Would you repeat every line of the data exactly?

- [Supplied entries]
┏━━

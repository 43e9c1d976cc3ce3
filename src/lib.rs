//! Serial-port sensor ingestion, aggregation, and CSV logging.
//!
//! One reader thread per serial port parses line-oriented records into typed
//! samples and pushes them onto a shared queue. A timer-driven aggregator
//! drains the queue on a fixed interval, collapses each sensor's burst into a
//! representative sample, derives configured aggregate channels, and fans the
//! results out to the latest-value [`feed::LiveFeed`] and an append-only CSV
//! log.

pub mod agent;
pub mod config;
pub mod feed;
pub mod reader;
pub mod sensor;
pub mod sink;
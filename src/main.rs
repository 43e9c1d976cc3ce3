use std::path::PathBuf;

use anyhow::{Context, Result};
use clap::{Parser, Subcommand};
use tracing_subscriber::{fmt, EnvFilter};

use livemon::{agent, config};

/// Real-time serial port monitor and logger.
#[derive(Parser)]
#[command(name = "livemon", about)]
struct Cli {
    /// Path to the YAML configuration file.
    #[arg(short, long)]
    config: Option<PathBuf>,

    /// Logging verbosity level (trace, debug, info, warn, error).
    #[arg(long, default_value = "info")]
    log_level: String,

    #[command(subcommand)]
    command: Option<Command>,
}

#[derive(Subcommand)]
enum Command {
    /// Print version information and exit.
    Version,
}

fn main() -> Result<()> {
    let cli = Cli::parse();

    // Handle version subcommand before anything else.
    if let Some(Command::Version) = &cli.command {
        println!("livemon {}", env!("CARGO_PKG_VERSION"));
        return Ok(());
    }

    // Initialize tracing.
    let filter = EnvFilter::try_new(&cli.log_level)
        .with_context(|| format!("invalid log level: {}", cli.log_level))?;

    fmt().with_env_filter(filter).with_target(true).init();

    // Config is required for the main monitor run.
    let config_path = cli
        .config
        .context("--config is required (use --help for usage)")?;

    let cfg = config::Config::load(&config_path)
        .with_context(|| format!("loading config from {}", config_path.display()))?;

    tracing::info!(
        version = env!("CARGO_PKG_VERSION"),
        ports = cfg.ports.len(),
        sensors = cfg.sensors.len(),
        "starting livemon",
    );

    // Build and run the tokio runtime.
    let rt = tokio::runtime::Builder::new_multi_thread()
        .enable_all()
        .build()
        .context("building tokio runtime")?;

    rt.block_on(async { run(cfg).await })
}

async fn run(cfg: config::Config) -> Result<()> {
    // Set up signal handling.
    let (shutdown_tx, shutdown_rx) = tokio::sync::oneshot::channel::<()>();

    tokio::spawn(async move {
        let ctrl_c = tokio::signal::ctrl_c();
        let mut sigterm = tokio::signal::unix::signal(tokio::signal::unix::SignalKind::terminate())
            .expect("failed to register SIGTERM handler");

        tokio::select! {
            _ = ctrl_c => {
                tracing::info!("received SIGINT, shutting down");
            }
            _ = sigterm.recv() => {
                tracing::info!("received SIGTERM, shutting down");
            }
        }

        let _ = shutdown_tx.send(());
    });

    // Start the agent.
    let mut agent = agent::Agent::new(cfg)?;
    agent.start().await?;

    // Wait for shutdown signal.
    let _ = shutdown_rx.await;

    // Graceful shutdown.
    agent.stop().await?;

    tracing::info!("livemon stopped");

    Ok(())
}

┗━━

- [Response below]
repository 43e9c1d976cc3ce3
filename src/lib.rs
//! Serial-port sensor ingestion, aggregation, and CSV logging.
//!
//! One reader thread per serial port parses line-oriented records into typed
//! samples and pushes them onto a shared queue. A timer-driven aggregator
//! drains the queue on a fixed interval, collapses each sensor's burst into a
//! representative sample, derives configured aggregate channels, and fans the
//! results out to the latest-value [`feed::LiveFeed`] and an append-only CSV
//! log.

pub mod agent;
pub mod config;
pub mod feed;
pub mod reader;
pub mod sensor;
pub mod sink;
filename src/main.rs
repository 43e9c1d976cc3ce3
use std::path::PathBuf;

use anyhow::{Context, Result};
use clap::{Parser, Subcommand};
use tracing_subscriber::{fmt, EnvFilter};

use livemon::{agent, config};

/// Real-time serial port monitor and logger.
#[derive(Parser)]
#[command(name = "livemon", about)]
struct Cli {
    /// Path to the YAML configuration file.
    #[arg(short, long)]
    config: Option<PathBuf>,

    /// Logging verbosity level (trace, debug, info, warn, error).
    #[arg(long, default_value = "info")]
    log_level: String,

    #[command(subcommand)]
    command: Option<Command>,
}

#[derive(Subcommand)]
enum Command {
    /// Print version information and exit.
    Version,
}

fn main() -> Result<()> {
    let cli = Cli::parse();

    // Handle version subcommand before anything else.
    if let Some(Command::Version) = &cli.command {
        println!("livemon {}", env!("CARGO_PKG_VERSION"));
        return Ok(());
    }

    // Initialize tracing.
    let filter = EnvFilter::try_new(&cli.log_level)
        .with_context(|| format!("invalid log level: {}", cli.log_level))?;

    fmt().with_env_filter(filter).with_target(true).init();

    // Config is required for the main monitor run.
    let config_path = cli
        .config
        .context("--config is required (use --help for usage)")?;

    let cfg = config::Config::load(&config_path)
        .with_context(|| format!("loading config from {}", config_path.display()))?;

    tracing::info!(
        version = env!("CARGO_PKG_VERSION"),
        ports = cfg.ports.len(),
        sensors = cfg.sensors.len(),
        "starting livemon",
    );

    // Build and run the tokio runtime.
    let rt = tokio::runtime::Builder::new_multi_thread()
        .enable_all()
        .build()
        .context("building tokio runtime")?;

    rt.block_on(async { run(cfg).await })
}

async fn run(cfg: config::Config) -> Result<()> {
    // Set up signal handling.
    let (shutdown_tx, shutdown_rx) = tokio::sync::oneshot::channel::<()>();

    tokio::spawn(async move {
        let ctrl_c = tokio::signal::ctrl_c();
        let mut sigterm = tokio::signal::unix::signal(tokio::signal::unix::SignalKind::terminate())
            .expect("failed to register SIGTERM handler");

        tokio::select! {
            _ = ctrl_c => {
                tracing::info!("received SIGINT, shutting down");
            }
            _ = sigterm.recv() => {
                tracing::info!("received SIGTERM, shutting down");
            }
        }

        let _ = shutdown_tx.send(());
    });

    // Start the agent.
    let mut agent = agent::Agent::new(cfg)?;
    agent.start().await?;

    // Wait for shutdown signal.
    let _ = shutdown_rx.await;

    // Graceful shutdown.
    agent.stop().await?;

    tracing::info!("livemon stopped");

    Ok(())
}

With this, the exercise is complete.